How SMS stakeholders can reduce spam and phishing messages on behalf of mobile operators

First, let’s address some conflation — it’s leading to some confusion amongst operators and vendors.

Paul Walsh

Published in

METACERT

8 min readJul 16, 2021

(Conflation is the merging of two or more sets of information, texts, ideas, opinions, etc., into one, often in error).

SPAM vs Phishing

Spam = annoying
Phishing = dangerous

Spam can be defined as unwanted messages sent by people and entities trying to promote or sell unwanted products and services.

Phishing can be defined as the technique used to impersonate a person or entity on the Internet. That’s it. Nothing more. Phishing should never be defined as the theft of personal information — that’s just one of the desired outcomes. Phishing refers only to the technique — not the outcome.

It’s not wrong to combine “Phishing” and “Spam” inside security solutions. But it’s wrong to assume both are classified in the same way. They are not. “Phishing” requires a very unique set of skills, experience, technology, techniques and insights. Classifying Pornography related URLs also requires unique attributes.

How to reduce “SPAM”

I’m not an expert in anti-spam, so this is not an exhaustive list. I’m an expert in URL Classification. I’m sure my own team would add many more insights below if I asked. We built software and services that listen to the entire Twitter firehose, detecting signals attributed to phishing-related scams and then automatically classifying the URLs used inside a tweet. We did the same for misinformation and fake news. With enough data points, and well-defined AI, and machine learning rules, picking up signals is pretty easy. What’s mathematically impossible however, is making a determination about a URL with no other data points.

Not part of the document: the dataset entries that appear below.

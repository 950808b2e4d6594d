//! khata-rules: merchant rule auto-categorization engine — learns a
//! reusable text -> category mapping from a single user correction, and
//! refuses to learn keys too generic to generalize safely.

pub mod config;
pub mod error;
pub mod matcher;
pub mod service;
pub mod storage;
pub mod store;

pub use config::RulesConfig;
pub use error::PersistenceError;
pub use matcher::MatcherConfig;
pub use service::{LearnOutcome, RulesService};
pub use storage::{KeyValueStorage, MemoryStorage};
pub use store::{RuleStore, StoreConfig};
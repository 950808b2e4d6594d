//! Normalizer — canonicalizes merchant names and free-form transaction
//! text into comparison keys.
//!
//! Semantically equivalent inputs ("  Swiggy ", "SWIGGY") must collapse to
//! the same key. Digits are kept: erasing account-number fragments here
//! could coincidentally collapse unrelated texts onto a shared generic key
//! ("a/c xx"), which is the validator's problem to judge, not ours to hide.

use serde::{Deserialize, Serialize};

/// Default character budget at which upstream callers (SMS/notification
/// previews) hard-cut description text.
pub const DEFAULT_TRUNCATION_LIMIT: usize = 50;

#[derive(Debug, Clone, Serialize, Deserialize)]
#[serde(default)]
pub struct NormalizerConfig {
    /// Inputs at least this many characters long are suspected of having
    /// been hard-cut by the caller when they also end mid-token.
    pub truncation_limit: usize,
}

impl Default for NormalizerConfig {
    fn default() -> Self {
        Self {
            truncation_limit: DEFAULT_TRUNCATION_LIMIT,
        }
    }
}

/// Output of normalization: the canonical key plus an advisory truncation
/// flag consumed by the specificity validator.
#[derive(Debug, Clone, PartialEq, Eq)]
pub struct Normalized {
    pub key: String,
    pub looks_truncated: bool,
}

#[derive(Debug, Clone, Default)]
pub struct Normalizer {
    config: NormalizerConfig,
}

impl Normalizer {
    pub fn new(config: NormalizerConfig) -> Self {
        Self { config }
    }

    /// Normalize without a caller-side length hint; truncation is inferred
    /// heuristically.
    pub fn normalize(&self, input: &str) -> Normalized {
        self.normalize_hinted(input, None)
    }

    /// Normalize with an optional hint giving the length the text had
    /// before the caller truncated it. A hint longer than the input is a
    /// definite truncation signal; otherwise we fall back to the heuristic:
    /// the input is at least `truncation_limit` characters and ends
    /// mid-token.
    pub fn normalize_hinted(&self, input: &str, untruncated_len: Option<usize>) -> Normalized {
        let key = canonical_key(input);
        let char_count = input.chars().count();
        let hinted = untruncated_len.is_some_and(|n| n > char_count);
        let at_limit = char_count >= self.config.truncation_limit;
        Normalized {
            key,
            looks_truncated: hinted || (at_limit && ends_mid_token(input)),
        }
    }
}

/// Lowercase, collapse whitespace runs, and strip punctuation from token
/// edges while keeping internal punctuation ("a/c", "50.00", "domino's").
pub fn canonical_key(input: &str) -> String {
    input
        .to_lowercase()
        .split_whitespace()
        .map(|tok| tok.trim_matches(|c: char| !c.is_alphanumeric()))
        .filter(|tok| !tok.is_empty())
        .collect::<Vec<_>>()
        .join(" ")
}

/// True when the text stops abruptly inside a token: the last character is
/// alphanumeric, so is the one before it, and there is no terminal
/// punctuation or whitespace closing the text.
fn ends_mid_token(input: &str) -> bool {
    let mut rev = input.chars().rev();
    match (rev.next(), rev.next()) {
        (Some(last), Some(prev)) => last.is_alphanumeric() && prev.is_alphanumeric(),
        _ => false,
    }
}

It’s IMPOSSIBLE.

I’m sure SMS Firewall vendors will have more insights too.

AI and machine learning are great for identifying digital fingerprints associated with software and human behavioral patterns. This approach is well suited to SMS traffic. Some signals to measure might include — sender ID, how the message was sent, message content, URL structure, and domain name creation date.
Sender ID verification is useful when traffic comes from a specific source.
Implement a rules-based engine to detect suspicious behavior associated with sender IDs, message content and URLs. Regex is good for some of the URL work — but only when it’s combined with other data points. Regex can’t be used for making a determination on the fly without failing, or without introducing so many false positives that everyone would get upset.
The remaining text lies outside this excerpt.